The results of the present study clearly indicate that endothelium removal has no effect on pressure-induced constriction of isolated skeletal muscle arteries or the increase in tone with elevations in transmural pressure of either normotensive and hypertensive Dahl-SS rats. Whereas these results contrast with previous investigations (10, 15), which suggested a role for the vascular endothelium in regulating myogenic responses in other vascular beds, they are in agreement with the majority of the existing literature (5-7, 19, 22), indicating that myogenic activation of skeletal muscle vessels is independent of the endothelium. As such, the results of the present study indicate that production of endothelium-derived products does not play a significant role in mediating the myogenic activation of skeletal muscle resistance arteries of either normotensive or hypertensive Dahl-SS rats in response to increased intraluminal pressure.
In the present study, the inhibition of CP450 4A enzymes had no effect
on myogenic activation and active tension development of isolated
arteries from normotensive Dahl-SS rats on a low-salt diet. This
suggests that production of 20-HETE via the -hydroxylation of
arachidonic acid does not contribute to pressure-induced constriction or myogenic tone in this strain of rats under normotensive conditions. The lack of an effect of inhibiting CP450 4A enzymes on the myogenic responses of skeletal muscle resistance arteries from normotensive rats
is in contrast to results from recent studies indicating a significant
contribution of 20-HETE production in mediating pressure-induced
activation of renal and cerebral arteries and arterioles of
Sprague-Dawley and spontaneously hypertensive rats fed a normal salt
diet (13). When integrated, these results suggest that the
role of 20-HETE production in contributing to myogenic activation may
differ substantially in resistance vessels from different tissues and
from different animal strains.
However, the results of the present study indicate that the production
of 20-HETE via CP450 pathways is an important mediator of the
pressure-induced constriction of skeletal muscle resistance arteries
from hypertensive Dahl-SS rats. Specifically, treatment of isolated
arteries from hypertensive Dahl-SS with either 17-ODYA or DDMS blocks
constriction of the vessels and attenuates the active tension
development of the arteries in response to elevations in intraluminal
pressure. Furthermore, application of the selective receptor antagonist
for 20-HETE, 6(Z),15(Z)-20-HEDE mimicked the effects of CP450 -hydroxylase inhibition on myogenic reactivity and
active tension development in these vessels. These results provide
additional support for the previous study of Alonso-Galicia et al.

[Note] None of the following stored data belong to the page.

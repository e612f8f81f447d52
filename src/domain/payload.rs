//! Wire payloads published to the message bus.
//!
//! Field names are an external contract with downstream collectors. New
//! fields may be appended; existing names must not change.

use chrono::{DateTime, NaiveDate, Utc};
use serde::{Deserialize, Serialize};

use super::{
    ActiveFault, ClearReason, FaultKind, FaultSeverity, InverterStatus, MaintenanceWindow,
    OperationalStatus, Site, SiteId,
};

/// Instantaneous environmental conditions at a site.
#[derive(Debug, Clone, PartialEq, Serialize, Deserialize)]
pub struct EnvironmentalSample {
    pub timestamp: DateTime<Utc>,
    /// Plane-of-array irradiance in W/m²
    pub irradiance_wm2: f64,
    pub ambient_temperature_c: f64,
    pub module_temperature_c: f64,
    pub wind_speed_ms: f64,
    pub humidity_percent: f64,
    /// Cloud cover fraction (0.0 = clear, 1.0 = overcast)
    pub cloud_cover: f64,
    pub solar_elevation_deg: f64,
}

impl EnvironmentalSample {
    pub fn is_daylight(&self) -> bool {
        self.irradiance_wm2 > 0.0
    }
}

/// `{ns}/{site_id}/static`
#[derive(Debug, Clone, PartialEq, Serialize, Deserialize)]
pub struct StaticPayload {
    pub site_id: SiteId,
    pub site_name: String,
    pub latitude: f64,
    pub longitude: f64,
    pub country: String,
    pub region: String,
    pub timezone: String,
    pub installation_date: NaiveDate,
    pub system_capacity_kw: f64,
    pub string_count: u32,
    pub inverter_count: u32,
}

impl From<&Site> for StaticPayload {
    fn from(site: &Site) -> Self {
        Self {
            site_id: site.id.clone(),
            site_name: site.name.clone(),
            latitude: site.latitude,
            longitude: site.longitude,
            country: site.country.clone(),
            region: site.region.clone(),
            timezone: site.timezone.clone(),
            installation_date: site.installation_date,
            system_capacity_kw: site.capacity_kw,
            string_count: site.string_count,
            inverter_count: site.inverter_count,
        }
    }
}

/// `{ns}/{site_id}/telemetry` — one per site per tick.
#[derive(Debug, Clone, PartialEq, Serialize, Deserialize)]
pub struct TelemetrySnapshot {
    pub timestamp: DateTime<Utc>,
    pub site_id: SiteId,
    pub power_output_kw: f64,
    /// Cumulative totals (kWh)
    pub energy_generated_kwh: f64,
    pub energy_consumed_kwh: f64,
    pub energy_exported_kwh: f64,
    /// Energy over the last interval (kWh)
    pub energy_generated_interval_kwh: f64,
    pub energy_consumed_interval_kwh: f64,
    pub energy_exported_interval_kwh: f64,
    pub irradiance_wm2: f64,
    pub ambient_temperature_c: f64,
    pub module_temperature_c: f64,
    pub wind_speed_ms: f64,
    pub humidity_percent: f64,
    pub inverter_efficiency: f64,
    pub system_efficiency: f64,
    /// Lifetime fault count, never decreases
    pub fault_count: u64,
    pub active_fault_count: u32,
    pub string_faults: u32,
    pub maintenance_mode: bool,
    pub operational_status: OperationalStatus,
    pub inverter_status: InverterStatus,
    pub dc_voltage_v: f64,
    pub ac_voltage_v: f64,
}

/// `{ns}/{site_id}/faults` — emitted when a fault is raised or cleared.
#[derive(Debug, Clone, PartialEq, Serialize, Deserialize)]
pub struct FaultPayload {
    pub timestamp: DateTime<Utc>,
    pub site_id: SiteId,
    pub fault_kind: FaultKind,
    pub severity: FaultSeverity,
    pub active: bool,
    pub onset: DateTime<Utc>,
    pub failed_strings: u32,
    #[serde(default, skip_serializing_if = "Option::is_none")]
    pub clear_reason: Option<ClearReason>,
}

impl FaultPayload {
    pub fn raised(site_id: &SiteId, fault: &ActiveFault, at: DateTime<Utc>) -> Self {
        Self {
            timestamp: at,
            site_id: site_id.clone(),
            fault_kind: fault.kind,
            severity: fault.severity,
            active: true,
            onset: fault.onset,
            failed_strings: fault.failed_strings,
            clear_reason: None,
        }
    }

    pub fn cleared(
        site_id: &SiteId,
        fault: &ActiveFault,
        reason: ClearReason,
        at: DateTime<Utc>,
    ) -> Self {
        Self {
            active: false,
            clear_reason: Some(reason),
            ..Self::raised(site_id, fault, at)
        }
    }
}

/// `{ns}/{site_id}/maintenance` — emitted when a window starts or ends.
#[derive(Debug, Clone, PartialEq, Serialize, Deserialize)]
pub struct MaintenancePayload {
    pub timestamp: DateTime<Utc>,
    pub site_id: SiteId,
    pub active: bool,
    pub start: DateTime<Utc>,
    pub expected_end: DateTime<Utc>,
}

impl MaintenancePayload {
    pub fn new(
        site_id: &SiteId,
        window: &MaintenanceWindow,
        active: bool,
        at: DateTime<Utc>,
    ) -> Self {
        Self {
            timestamp: at,
            site_id: site_id.clone(),
            active,
            start: window.start,
            expected_end: window.expected_end(),
        }
    }
}

/// `{ns}/{site_id}/weather` — every tick.
#[derive(Debug, Clone, PartialEq, Serialize, Deserialize)]
pub struct WeatherPayload {
    pub site_id: SiteId,
    #[serde(flatten)]
    pub sample: EnvironmentalSample,
}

(2), which demonstrated the effectiveness of
6(Z),15(Z)-20-HEDE in preventing the effects of
20-HETE on vascular tone, presumably by impairing its ability to
inhibit the opening of KCa channels. These data suggest
that production of 20-HETE via CP450 -hydroxylase plays a central
role in contributing to myogenic responses of skeletal muscle
resistance arteries subsequent to the development of hypertension in
Dahl-SS rats. Taken together, the results of the present study suggest
that hypertension leads to an increased role of CP450 enzymes and
20-HETE in contributing to myogenic activation of skeletal muscle
resistance arteries. This enhanced contribution of 20-HETE to myogenic
responses may be important in allowing the vessels to constrict at
higher pressures in hypertensive animals. This constriction may be a
crucial factor contributing to the well-known shift of the
autoregulatory curve to a higher pressure range in hypertensive
subjects, possibly protecting the downstream microcirculation from the
detrimental effects of an elevated arterial pressure.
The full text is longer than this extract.